Zielführendes Vorgehen
Die Recherchen zu den oben gestellten Fragen und die Abstimmung mit dem Auftraggeber welcher Weg möglich, zielführend und kaufmännisch sinnvoll ist, dauern in der Regel nur wenige Tage. Das gerichtliche Mahnverfahren ist ein schnelles und kostengünstiges Verfahren zur Titulierung von offenen Forderungen, das mit der Erteilung eines Vollstreckungsbescheides endet, sofern der Schuldner keinen Einspruch gegen die Forderung vor dem Mahngericht erhebt.

Die vielen Möglichkeiten der Realisierung in der Praxis
Mit dem Vollstreckungsbescheid können nun verschiedene Wege der Vollstreckung eingeschlagen werden und z.B. Zahlungsansprüche des Kunden/Schuldners gegenüber Dritten gepfändet werden.

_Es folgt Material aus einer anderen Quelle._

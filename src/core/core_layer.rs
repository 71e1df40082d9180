// The core module contains all business logic.
// Each feature gets its own submodule.

#[path = "coordination/mod.rs"]
pub mod coordination;

#[path = "moderation/mod.rs"]
pub mod moderation;

#[path = "settings/mod.rs"]
pub mod settings;

#[path = "starboard/mod.rs"]
pub mod starboard;

#[cfg(test)]
#[path = "test_support.rs"]
pub mod test_support;
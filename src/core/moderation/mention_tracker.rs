// Mention spam counter - running mention totals per (guild, user).
//
// A bucket opens on a user's first mention and lasts for the guild's mention
// window. Once the window has passed the next message starts a fresh bucket.

use super::moderation_models::MentionCheck;
use dashmap::DashMap;
use std::time::{Duration, Instant};

/// Handle the moderation pipeline uses to reset a user's counter after
/// enforcement.
pub trait SpamCounter: Send + Sync {
    fn clear(&self, guild_id: u64, user_id: u64);
}

#[derive(Debug, Clone, Copy)]
struct MentionBucket {
    total: u32,
    opened_at: Instant,
    window: Duration,
}

impl MentionBucket {
    fn is_expired(&self, now: Instant) -> bool {
        now.saturating_duration_since(self.opened_at) >= self.window
    }
}

pub struct MentionSpamTracker {
    buckets: DashMap<(u64, u64), MentionBucket>,
}

impl MentionSpamTracker {
    pub fn new() -> Self {
        Self {
            buckets: DashMap::new(),
        }
    }

    /// Add `mentions` to the user's total and compare it with `threshold`.
    ///
    /// The threshold is the number of mentions allowed, so going over it
    /// (not reaching it) is what counts as exceeded.
    pub fn record(
        &self,
        guild_id: u64,
        user_id: u64,
        mentions: u32,
        threshold: u32,
        window: Duration,
    ) -> MentionCheck {
        self.record_at(guild_id, user_id, mentions, threshold, window, Instant::now())
    }

    fn record_at(
        &self,
        guild_id: u64,
        user_id: u64,
        mentions: u32,
        threshold: u32,
        window: Duration,
        now: Instant,
    ) -> MentionCheck {
        let mut bucket = self
            .buckets
            .entry((guild_id, user_id))
            .or_insert(MentionBucket {
                total: 0,
                opened_at: now,
                window,
            });

        if bucket.is_expired(now) {
            *bucket = MentionBucket {
                total: 0,
                opened_at: now,
                window,
            };
        }

        bucket.total = bucket.total.saturating_add(mentions);
        let total = bucket.total;

        if total > threshold {
            MentionCheck::Exceeded { total }
        } else {
            MentionCheck::Ok { total }
        }
    }

    /// Current total for a user, 0 if there is no bucket.
    #[allow(dead_code)]
    pub fn total(&self, guild_id: u64, user_id: u64) -> u32 {
        self.buckets
            .get(&(guild_id, user_id))
            .map(|b| b.total)
            .unwrap_or(0)
    }

    /// Drop buckets whose window has passed. Returns how many were removed.
    pub fn sweep(&self, now: Instant) -> usize {
        let before = self.buckets.len();
        self.buckets.retain(|_, bucket| !bucket.is_expired(now));
        before - self.buckets.len()
    }
}

impl SpamCounter for MentionSpamTracker {
    fn clear(&self, guild_id: u64, user_id: u64) {
        self.buckets.remove(&(guild_id, user_id));
    }
}

impl Default for MentionSpamTracker {
    fn default() -> Self {
        Self::new()
    }
}

#[cfg(test)]
mod tests {
    use super::*;

    const WINDOW: Duration = Duration::from_secs(5);

    #[test]
    fn test_threshold_is_exceeded_only_when_passed() {
        let tracker = MentionSpamTracker::new();
        let now = Instant::now();

        assert_eq!(
            tracker.record_at(1, 10, 3, 5, WINDOW, now),
            MentionCheck::Ok { total: 3 }
        );
        assert_eq!(
            tracker.record_at(1, 10, 2, 5, WINDOW, now),
            MentionCheck::Ok { total: 5 }
        );
        assert_eq!(
            tracker.record_at(1, 10, 1, 5, WINDOW, now),
            MentionCheck::Exceeded { total: 6 }
        );
    }

    #[test]
    fn test_totals_are_per_guild_and_user() {
        let tracker = MentionSpamTracker::new();
        let now = Instant::now();

        tracker.record_at(1, 10, 4, 5, WINDOW, now);
        tracker.record_at(2, 10, 4, 5, WINDOW, now);
        tracker.record_at(1, 11, 4, 5, WINDOW, now);

        assert_eq!(tracker.total(1, 10), 4);
        assert_eq!(tracker.total(2, 10), 4);
        assert_eq!(tracker.total(1, 11), 4);
    }

    #[test]
    fn test_window_expiry_starts_a_new_bucket() {
        let tracker = MentionSpamTracker::new();
        let start = Instant::now();

        tracker.record_at(1, 10, 5, 5, WINDOW, start);
        let later = start + WINDOW + Duration::from_millis(1);

        assert_eq!(
            tracker.record_at(1, 10, 2, 5, WINDOW, later),
            MentionCheck::Ok { total: 2 }
        );
    }

    #[test]
    fn test_clear_resets_counter() {
        let tracker = MentionSpamTracker::new();
        tracker.record(1, 10, 9, 5, WINDOW);
        tracker.clear(1, 10);

        assert_eq!(tracker.total(1, 10), 0);
    }

    #[test]
    fn test_sweep_drops_only_expired_buckets() {
        let tracker = MentionSpamTracker::new();
        let start = Instant::now();

        tracker.record_at(1, 10, 1, 5, Duration::from_secs(1), start);
        tracker.record_at(1, 11, 1, 5, Duration::from_secs(60), start);

        let removed = tracker.sweep(start + Duration::from_secs(2));
        assert_eq!(removed, 1);
        assert_eq!(tracker.total(1, 10), 0);
        assert_eq!(tracker.total(1, 11), 1);
    }
}
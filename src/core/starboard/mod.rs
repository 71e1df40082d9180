// Core starboard module - index, reconciliation after reaction clears, and
// star tracking.

pub mod starboard_index;
pub mod starboard_models;
pub mod starboard_service;
pub mod starboard_tracker;

pub use starboard_index::*;
pub use starboard_models::*;
pub use starboard_service::*;
pub use starboard_tracker::*;
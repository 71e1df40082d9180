// Discord-specific mention spam handling - counts mentions on each message and
// hands threshold breaches to the moderation pipeline.

use crate::core::coordination::GuildEvent;
use crate::core::moderation::{MentionCheck, SpamThresholdExceeded};
use crate::discord::{Data, Error};
use poise::serenity_prelude as serenity;

/// Mentions carried by a message (users + roles).
fn mention_count(msg: &serenity::Message) -> u32 {
    (msg.mentions.len() + msg.mention_roles.len()) as u32
}

/// Count a message's mentions against its author.
///
/// Returns `true` if the author went over the guild's threshold and a ban was
/// scheduled.
pub async fn handle_message_for_mention_spam(
    msg: &serenity::Message,
    data: &Data,
) -> Result<bool, Error> {
    // Skip bots
    if msg.author.bot {
        return Ok(false);
    }

    // Only check guild messages
    let guild_id = match msg.guild_id {
        Some(id) => id.get(),
        None => return Ok(false),
    };

    let mentions = mention_count(msg);
    if mentions == 0 {
        return Ok(false);
    }

    let user_id = msg.author.id.get();
    let settings = data.settings.get(guild_id).await?;

    let check = data.mention_tracker.record(
        guild_id,
        user_id,
        mentions,
        settings.mention_threshold,
        settings.mention_window(),
    );

    match check {
        MentionCheck::Ok { .. } => Ok(false),
        MentionCheck::Exceeded { total } => {
            tracing::info!(
                guild_id = guild_id,
                user_id = user_id,
                total = total,
                threshold = settings.mention_threshold,
                "Mention spam threshold exceeded"
            );

            // Fire and forget; the pipeline reports its own failures.
            data.dispatcher
                .dispatch(GuildEvent::SpamThresholdExceeded(SpamThresholdExceeded {
                    guild_id,
                    author_id: user_id,
                    channel_id: msg.channel_id.get(),
                }));
            Ok(true)
        }
    }
}
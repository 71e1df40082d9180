// Discord commands for per-guild sentinel settings.
//
// Thin translation only: Discord types in, primitives to SettingsService,
// a short reply out.

use crate::core::settings::{GuildSettings, Language};
use crate::discord::{Context, Error};
use poise::serenity_prelude as serenity;

#[derive(Debug, Clone, Copy, poise::ChoiceParameter)]
pub enum LanguageChoice {
    #[name = "English (US)"]
    EnglishUs,
    #[name = "Español (España)"]
    SpanishEs,
}

impl From<LanguageChoice> for Language {
    fn from(choice: LanguageChoice) -> Self {
        match choice {
            LanguageChoice::EnglishUs => Language::EnUs,
            LanguageChoice::SpanishEs => Language::EsEs,
        }
    }
}

fn guild_id(ctx: &Context<'_>) -> Result<u64, Error> {
    Ok(ctx.guild_id().ok_or("Must be in a guild")?.get())
}

fn channel_label(channel_id: Option<u64>) -> String {
    channel_id
        .map(|id| format!("<#{}>", id))
        .unwrap_or_else(|| "Not set".to_string())
}

fn settings_embed(settings: &GuildSettings) -> serenity::CreateEmbed {
    serenity::CreateEmbed::default()
        .title("Sentinel Configuration")
        .color(serenity::Color::BLURPLE)
        .field(
            "Mention Threshold",
            format!(
                "{} mentions per {}s",
                settings.mention_threshold, settings.mention_window_secs
            ),
            false,
        )
        .field("Language", settings.language.code(), true)
        .field(
            "Starboard Channel",
            channel_label(settings.starboard_channel_id),
            true,
        )
        .field(
            "Starboard Minimum",
            format!("{} ⭐", settings.starboard_minimum),
            true,
        )
        .footer(serenity::CreateEmbedFooter::new(format!(
            "Guild ID: {}",
            settings.guild_id
        )))
        .timestamp(serenity::Timestamp::now())
}

/// Manage mention spam and starboard settings.
#[poise::command(
    slash_command,
    guild_only,
    required_permissions = "MANAGE_GUILD",
    subcommands(
        "status",
        "mention_threshold",
        "mention_window",
        "language",
        "starboard_channel",
        "starboard_minimum"
    )
)]
pub async fn sentinel(_ctx: Context<'_>) -> Result<(), Error> {
    Ok(())
}

/// Show the current configuration.
#[poise::command(slash_command, guild_only, required_permissions = "MANAGE_GUILD")]
pub async fn status(ctx: Context<'_>) -> Result<(), Error> {
    let guild_id = guild_id(&ctx)?;
    let settings = ctx.data().settings.get(guild_id).await?;

    ctx.send(poise::CreateReply::default().embed(settings_embed(&settings)))
        .await?;
    Ok(())
}

/// Set how many mentions a member may send per window before being banned.
#[poise::command(slash_command, guild_only, required_permissions = "MANAGE_GUILD")]
pub async fn mention_threshold(
    ctx: Context<'_>,
    #[description = "Mentions allowed per window"]
    #[min = 1]
    threshold: u32,
) -> Result<(), Error> {
    let guild_id = guild_id(&ctx)?;
    let settings = ctx
        .data()
        .settings
        .set_mention_threshold(guild_id, threshold)
        .await?;
    ctx.say(format!(
        "✅ Mention threshold set to {} per {}s.",
        settings.mention_threshold, settings.mention_window_secs
    ))
    .await?;
    Ok(())
}

/// Set the length of the mention counting window.
#[poise::command(slash_command, guild_only, required_permissions = "MANAGE_GUILD")]
pub async fn mention_window(
    ctx: Context<'_>,
    #[description = "Window length in seconds"]
    #[min = 1]
    seconds: u64,
) -> Result<(), Error> {
    let guild_id = guild_id(&ctx)?;
    let settings = ctx
        .data()
        .settings
        .set_mention_window(guild_id, seconds)
        .await?;
    ctx.say(format!(
        "✅ Mention window set to {}s.",
        settings.mention_window_secs
    ))
    .await?;
    Ok(())
}

/// Set the language used for moderation notices and case reasons.
#[poise::command(slash_command, guild_only, required_permissions = "MANAGE_GUILD")]
pub async fn language(
    ctx: Context<'_>,
    #[description = "Language"] language: LanguageChoice,
) -> Result<(), Error> {
    let guild_id = guild_id(&ctx)?;
    let settings = ctx
        .data()
        .settings
        .set_language(guild_id, language.into())
        .await?;
    ctx.say(format!("✅ Language set to `{}`.", settings.language))
        .await?;
    Ok(())
}

/// Set the starboard channel. Leave empty to turn the starboard off.
#[poise::command(slash_command, guild_only, required_permissions = "MANAGE_GUILD")]
pub async fn starboard_channel(
    ctx: Context<'_>,
    #[description = "Channel starred messages are posted to"] channel: Option<serenity::Channel>,
) -> Result<(), Error> {
    let guild_id = guild_id(&ctx)?;
    let channel_id = channel.map(|c| c.id().get());

    ctx.data()
        .settings
        .set_starboard_channel(guild_id, channel_id)
        .await?;

    match channel_id {
        Some(id) => ctx.say(format!("✅ Starboard channel set to <#{}>.", id)).await?,
        None => ctx.say("🛑 Starboard disabled.").await?,
    };
    Ok(())
}

/// Set how many ⭐ a message needs before it is posted to the starboard.
#[poise::command(slash_command, guild_only, required_permissions = "MANAGE_GUILD")]
pub async fn starboard_minimum(
    ctx: Context<'_>,
    #[description = "Stars required"]
    #[min = 1]
    minimum: u32,
) -> Result<(), Error> {
    let guild_id = guild_id(&ctx)?;
    let settings = ctx
        .data()
        .settings
        .set_starboard_minimum(guild_id, minimum)
        .await?;
    ctx.say(format!(
        "✅ Starboard minimum set to {} ⭐.",
        settings.starboard_minimum
    ))
    .await?;
    Ok(())
}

Im Rahmen der Bonitätsauskünfte sind oftmals Informationen zu Arbeitgebern, Bankkonten, Rentenversicherungen aber auch ggf. Grundvermögen zu ermitteln. An dieser Stelle sollte sorgfältig die sinnvollste Vollstreckungsmaßnahme geplant werden. Ist zum Beispiel der offenen Rechnungsbetrag höher als das pfändbare Einkommen, und es müssen zur Tilgung des offenen Betrages mehrere Monatsgehälter gepfändet werden, kann es sein, dass der Arbeitgeber seinem Mitarbeiter kündigt. Die Reaktion ist vielleicht nachvollziehbar, hilft aber bei der Realisierung der offenen Beträge nicht weiter. Hier bekommen wir dann mit Glück ein oder zwei Teilbeträge bis zum letzten Gehalt. Und dann ist diese Vollstreckungsmöglichkeit schon wieder versiegt. Daher kann es z.B. sinnvoller sein, das Girokonto zu pfänden auf dem das Gehalt eingeht, um den Arbeitsplatz des Kunden/Schuldners nicht zu gefährden.

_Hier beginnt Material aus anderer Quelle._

// In-memory implementations of every core port, shared by the core tests.
//
// Mocks that take part in the moderation sequence write to a shared journal
// so tests can assert on the order of side effects across components.

use crate::core::coordination::{
    BanOptions, ChannelDirectory, CoreContext, ErrorSink, FailureKind, GuildLockRegistry,
    RemoteActionClient, RemoteActionError, StoreError,
};
use crate::core::moderation::{CaseStore, NewCase, SpamCounter};
use crate::core::settings::{GuildSettings, SettingsError, SettingsProvider};
use crate::core::starboard::{DeleteOutcome, StarboardEntry, StarboardIndex, StarboardStore};
use async_trait::async_trait;
use dashmap::{DashMap, DashSet};
use std::sync::atomic::{AtomicBool, AtomicU64, AtomicUsize, Ordering};
use std::sync::{Arc, Mutex};
use std::time::Duration;
use tokio::sync::Notify;

pub type Journal = Arc<Mutex<Vec<String>>>;

fn push(journal: &Journal, entry: String) {
    journal.lock().unwrap().push(entry);
}

/// Poll the journal until `entry` shows up. Panics after about a second.
pub async fn wait_for(journal: &Journal, entry: &str) {
    for _ in 0..200 {
        if journal.lock().unwrap().iter().any(|e| e == entry) {
            return;
        }
        tokio::time::sleep(Duration::from_millis(5)).await;
    }
    panic!("timed out waiting for journal entry {}", entry);
}

// ============================================================================
// ERROR SINK
// ============================================================================

#[derive(Default)]
pub struct RecordingSink {
    reports: Mutex<Vec<(FailureKind, String)>>,
}

impl RecordingSink {
    pub fn kinds(&self) -> Vec<FailureKind> {
        self.reports.lock().unwrap().iter().map(|(k, _)| *k).collect()
    }
}

impl ErrorSink for RecordingSink {
    fn report(&self, kind: FailureKind, error: &dyn std::error::Error, context: &str) {
        self.reports
            .lock()
            .unwrap()
            .push((kind, format!("{}: {}", context, error)));
    }
}

// ============================================================================
// REMOTE ACTIONS
// ============================================================================

pub struct MockRemote {
    journal: Journal,
    fail_ban: AtomicBool,
    fail_send: AtomicBool,
    fail_delete: AtomicBool,
    gates: DashMap<u64, Arc<Notify>>,
    bans: Mutex<Vec<BanOptions>>,
    sent: Mutex<Vec<(u64, String)>>,
    deletes: Mutex<Vec<(u64, u64, String)>>,
    next_message_id: AtomicU64,
}

impl MockRemote {
    pub fn new(journal: Journal) -> Self {
        Self {
            journal,
            fail_ban: AtomicBool::new(false),
            fail_send: AtomicBool::new(false),
            fail_delete: AtomicBool::new(false),
            gates: DashMap::new(),
            bans: Mutex::new(Vec::new()),
            sent: Mutex::new(Vec::new()),
            deletes: Mutex::new(Vec::new()),
            next_message_id: AtomicU64::new(5000),
        }
    }

    pub fn fail_bans(&self) {
        self.fail_ban.store(true, Ordering::SeqCst);
    }

    pub fn fail_sends(&self) {
        self.fail_send.store(true, Ordering::SeqCst);
    }

    pub fn fail_deletes(&self) {
        self.fail_delete.store(true, Ordering::SeqCst);
    }

    /// Make every ban in `guild_id` wait for a `notify_one` on the returned gate.
    pub fn gate_bans(&self, guild_id: u64) -> Arc<Notify> {
        let gate = Arc::new(Notify::new());
        self.gates.insert(guild_id, Arc::clone(&gate));
        gate
    }

    pub fn bans(&self) -> Vec<BanOptions> {
        self.bans.lock().unwrap().clone()
    }

    pub fn sent(&self) -> Vec<(u64, String)> {
        self.sent.lock().unwrap().clone()
    }

    pub fn deletes(&self) -> Vec<(u64, u64)> {
        self.deletes
            .lock()
            .unwrap()
            .iter()
            .map(|(c, m, _)| (*c, *m))
            .collect()
    }

    pub fn delete_reasons(&self) -> Vec<String> {
        self.deletes
            .lock()
            .unwrap()
            .iter()
            .map(|(_, _, r)| r.clone())
            .collect()
    }
}

#[async_trait]
impl RemoteActionClient for MockRemote {
    async fn ban(
        &self,
        guild_id: u64,
        user_id: u64,
        options: BanOptions,
    ) -> Result<(), RemoteActionError> {
        push(&self.journal, format!("ban:{}:{}", guild_id, user_id));
        self.bans.lock().unwrap().push(options);

        let gate = self.gates.get(&guild_id).map(|g| Arc::clone(&g));
        if let Some(gate) = gate {
            gate.notified().await;
        }

        if self.fail_ban.load(Ordering::SeqCst) {
            return Err(RemoteActionError::Permission(
                "Missing Permissions".to_string(),
            ));
        }
        Ok(())
    }

    async fn send_message(
        &self,
        channel_id: u64,
        content: &str,
    ) -> Result<u64, RemoteActionError> {
        push(&self.journal, format!("send:{}", channel_id));
        self.sent
            .lock()
            .unwrap()
            .push((channel_id, content.to_string()));

        if self.fail_send.load(Ordering::SeqCst) {
            return Err(RemoteActionError::Transient("gateway timeout".to_string()));
        }
        Ok(self.next_message_id.fetch_add(1, Ordering::SeqCst))
    }

    async fn delete_message(
        &self,
        channel_id: u64,
        message_id: u64,
        reason: &str,
    ) -> Result<(), RemoteActionError> {
        push(&self.journal, format!("delete:{}:{}", channel_id, message_id));
        self.deletes
            .lock()
            .unwrap()
            .push((channel_id, message_id, reason.to_string()));

        if self.fail_delete.load(Ordering::SeqCst) {
            return Err(RemoteActionError::NotFound("Unknown Message".to_string()));
        }
        Ok(())
    }
}

// ============================================================================
// CASES AND COUNTERS
// ============================================================================

pub struct MockCaseStore {
    journal: Journal,
    fail: AtomicBool,
    attempts: AtomicUsize,
    created: Mutex<Vec<NewCase>>,
    next_ids: DashMap<u64, u64>,
}

impl MockCaseStore {
    pub fn new(journal: Journal) -> Self {
        Self {
            journal,
            fail: AtomicBool::new(false),
            attempts: AtomicUsize::new(0),
            created: Mutex::new(Vec::new()),
            next_ids: DashMap::new(),
        }
    }

    pub fn fail_creates(&self) {
        self.fail.store(true, Ordering::SeqCst);
    }

    pub fn attempts(&self) -> usize {
        self.attempts.load(Ordering::SeqCst)
    }

    pub fn created(&self) -> Vec<NewCase> {
        self.created.lock().unwrap().clone()
    }
}

#[async_trait]
impl CaseStore for MockCaseStore {
    async fn create_case(&self, case: NewCase) -> Result<u64, StoreError> {
        self.attempts.fetch_add(1, Ordering::SeqCst);
        push(
            &self.journal,
            format!("case:{}:{}", case.guild_id, case.user_id),
        );

        if self.fail.load(Ordering::SeqCst) {
            return Err(StoreError::StorageError("database is locked".to_string()));
        }

        let case_id = {
            let mut next = self.next_ids.entry(case.guild_id).or_insert(0);
            *next += 1;
            *next
        };
        self.created.lock().unwrap().push(case);
        Ok(case_id)
    }
}

pub struct MockCounter {
    journal: Journal,
}

impl SpamCounter for MockCounter {
    fn clear(&self, guild_id: u64, user_id: u64) {
        push(&self.journal, format!("clear:{}:{}", guild_id, user_id));
    }
}

/// Counter whose reset panics, for checking cleanup on unwinding.
pub struct PanickingCounter;

impl SpamCounter for PanickingCounter {
    fn clear(&self, _guild_id: u64, _user_id: u64) {
        panic!("spam counter poisoned");
    }
}

// ============================================================================
// SETTINGS AND CHANNELS
// ============================================================================

pub struct InMemorySettings {
    settings: DashMap<u64, GuildSettings>,
    fail: AtomicBool,
    yield_reads: AtomicBool,
    saves: AtomicUsize,
}

impl InMemorySettings {
    pub fn new() -> Self {
        Self {
            settings: DashMap::new(),
            fail: AtomicBool::new(false),
            yield_reads: AtomicBool::new(false),
            saves: AtomicUsize::new(0),
        }
    }

    pub fn insert(&self, settings: GuildSettings) {
        self.settings.insert(settings.guild_id, settings);
    }

    pub fn fail_reads(&self) {
        self.fail.store(true, Ordering::SeqCst);
    }

    /// Make every read suspend once, like a real database round trip.
    pub fn yield_reads(&self) {
        self.yield_reads.store(true, Ordering::SeqCst);
    }

    pub fn saves(&self) -> usize {
        self.saves.load(Ordering::SeqCst)
    }
}

#[async_trait]
impl SettingsProvider for InMemorySettings {
    async fn guild_settings(&self, guild_id: u64) -> Result<GuildSettings, SettingsError> {
        if self.yield_reads.load(Ordering::SeqCst) {
            tokio::task::yield_now().await;
        }
        if self.fail.load(Ordering::SeqCst) {
            return Err(SettingsError::StorageError("connection refused".to_string()));
        }
        Ok(self
            .settings
            .get(&guild_id)
            .map(|s| s.clone())
            .unwrap_or_else(|| GuildSettings::defaults(guild_id)))
    }

    async fn save_settings(&self, settings: &GuildSettings) -> Result<(), SettingsError> {
        self.saves.fetch_add(1, Ordering::SeqCst);
        self.insert(settings.clone());
        Ok(())
    }
}

#[derive(Default)]
pub struct StaticChannels {
    known: DashSet<(u64, u64)>,
}

impl StaticChannels {
    pub fn add(&self, guild_id: u64, channel_id: u64) {
        self.known.insert((guild_id, channel_id));
    }
}

impl ChannelDirectory for StaticChannels {
    fn is_known_channel(&self, guild_id: u64, channel_id: u64) -> bool {
        self.known.contains(&(guild_id, channel_id))
    }
}

// ============================================================================
// STARBOARD STORE
// ============================================================================

pub struct MockStarboardStore {
    entries: DashMap<(u64, u64), StarboardEntry>,
    index: Arc<StarboardIndex>,
    fail_delete: AtomicBool,
    yield_calls: AtomicBool,
    deleted_counts: Mutex<Vec<u64>>,
    index_sizes: Mutex<Vec<usize>>,
}

impl MockStarboardStore {
    /// `index` is observed on every delete to check it was invalidated first.
    pub fn new(index: Arc<StarboardIndex>) -> Self {
        Self {
            entries: DashMap::new(),
            index,
            fail_delete: AtomicBool::new(false),
            yield_calls: AtomicBool::new(false),
            deleted_counts: Mutex::new(Vec::new()),
            index_sizes: Mutex::new(Vec::new()),
        }
    }

    pub fn seed(&self, entry: StarboardEntry) {
        self.entries
            .insert((entry.guild_id, entry.message_id), entry);
    }

    pub fn entry(&self, guild_id: u64, message_id: u64) -> Option<StarboardEntry> {
        self.entries
            .get(&(guild_id, message_id))
            .map(|e| e.clone())
    }

    pub fn fail_deletes(&self) {
        self.fail_delete.store(true, Ordering::SeqCst);
    }

    /// Make every store call suspend once before touching the rows.
    pub fn yield_calls(&self) {
        self.yield_calls.store(true, Ordering::SeqCst);
    }

    async fn maybe_yield(&self) {
        if self.yield_calls.load(Ordering::SeqCst) {
            tokio::task::yield_now().await;
        }
    }

    /// Rows affected by each delete call, in call order.
    pub fn deleted_counts(&self) -> Vec<u64> {
        self.deleted_counts.lock().unwrap().clone()
    }

    /// Index size observed at the start of each delete call.
    pub fn index_sizes_at_delete(&self) -> Vec<usize> {
        self.index_sizes.lock().unwrap().clone()
    }
}

#[async_trait]
impl StarboardStore for MockStarboardStore {
    async fn delete_by_message(
        &self,
        guild_id: u64,
        message_id: u64,
    ) -> Result<DeleteOutcome, StoreError> {
        if self.fail_delete.load(Ordering::SeqCst) {
            return Err(StoreError::StorageError("unable to open database".to_string()));
        }
        self.index_sizes.lock().unwrap().push(self.index.len());
        self.maybe_yield().await;

        let deleted: Vec<StarboardEntry> = self
            .entries
            .remove(&(guild_id, message_id))
            .map(|(_, entry)| entry)
            .into_iter()
            .collect();
        let affected = deleted.len() as u64;
        self.deleted_counts.lock().unwrap().push(affected);

        Ok(DeleteOutcome { affected, deleted })
    }

    async fn get_entry(
        &self,
        guild_id: u64,
        message_id: u64,
    ) -> Result<Option<StarboardEntry>, StoreError> {
        self.maybe_yield().await;
        Ok(self.entry(guild_id, message_id))
    }

    async fn upsert_entry(&self, entry: &StarboardEntry) -> Result<(), StoreError> {
        self.maybe_yield().await;
        self.seed(entry.clone());
        Ok(())
    }
}

// ============================================================================
// HARNESS
// ============================================================================

pub struct Harness {
    pub log: Journal,
    pub remote: Arc<MockRemote>,
    pub cases: Arc<MockCaseStore>,
    pub starboard: Arc<MockStarboardStore>,
    pub settings: Arc<InMemorySettings>,
    pub channels: Arc<StaticChannels>,
    pub sink: Arc<RecordingSink>,
    pub ctx: CoreContext,
}

impl Harness {
    pub const BOT_ID: u64 = 999;

    pub fn new() -> Self {
        let log: Journal = Arc::new(Mutex::new(Vec::new()));
        let remote = Arc::new(MockRemote::new(Arc::clone(&log)));
        let cases = Arc::new(MockCaseStore::new(Arc::clone(&log)));
        let index = Arc::new(StarboardIndex::new());
        let starboard = Arc::new(MockStarboardStore::new(Arc::clone(&index)));
        let settings = Arc::new(InMemorySettings::new());
        let channels = Arc::new(StaticChannels::default());
        let sink = Arc::new(RecordingSink::default());

        let ctx = CoreContext {
            remote: remote.clone(),
            cases: cases.clone(),
            starboard: starboard.clone(),
            settings: settings.clone(),
            channels: channels.clone(),
            spam_counter: Arc::new(MockCounter {
                journal: Arc::clone(&log),
            }),
            locks: Arc::new(GuildLockRegistry::new()),
            starboard_index: index,
            sink: sink.clone(),
            moderator_id: Self::BOT_ID,
            lock_timeout: None,
        };

        Self {
            log,
            remote,
            cases,
            starboard,
            settings,
            channels,
            sink,
            ctx,
        }
    }

    pub fn journal(&self) -> Vec<String> {
        self.log.lock().unwrap().clone()
    }
}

Neben dem Arbeitslohn können auch weitere Ansprüche des Arbeitsnehmers gepfändet werden. Ist dieser zum Beispiel Geschäftsführer eines Unternehmens, können auch Provisionen und Tantiemen gepfändet werden ebenso wie Gesellschaftsanteile, sofern der Kunde/Schuldner=Geschäftsführer Anteile an der Gesellschaft erhalten oder gekauft hat.
Weiterhin besteht die Möglichkeit Sparguthaben, Kapitalversicherungen, Rentenversicherungsansprüche zu pfänden oder gar Sicherungshypotheken auf Grundstücke und Gebäude eintragen zu lassen.

Individuelle Lösungen statt Schema F
Es gibt viele verschiedene Möglichkeiten eine offene Rechnung zu realisieren. Hierbei ist wichtig, dass eine sinnvolle und zielführende Strategie entworfen wird, um den besten Weg zu finden. Das ist oftmals Detektivarbeit, die sich am Ende regelmäßig für den Auftraggeber auszahlt. Sein Kunde/Schuldner erhält stets die Möglichkeit, die offenen Beträge zu bezahlen und bekommt die möglichen Konsequenzen dargelegt, die eine Nichtzahlung mit sich bringen kann. In einigen Fällen ist eine Titulierung der Forderung nicht sinnvoll oder nicht mehr möglich (Insolvenzverfahren). Trotzdem ist es möglich und gelingt in vielen Fällen, hier z.B. mit kleinen Ratenzahlungen zum Ziel zu kommen und so eine Lösung für alle Beteiligten zu finden. Jeder Inkassofall ist anders und es gibt keine Standartlösung. Das bedeutet auch, dass eine Realisierung der offenen Rechnung selten in 3 Wochen möglich ist. Aber mit Erfahrung, respektvollem Umgang, guter Recherche und etwas Zeit sind viele offene Rechnungen realisierbar.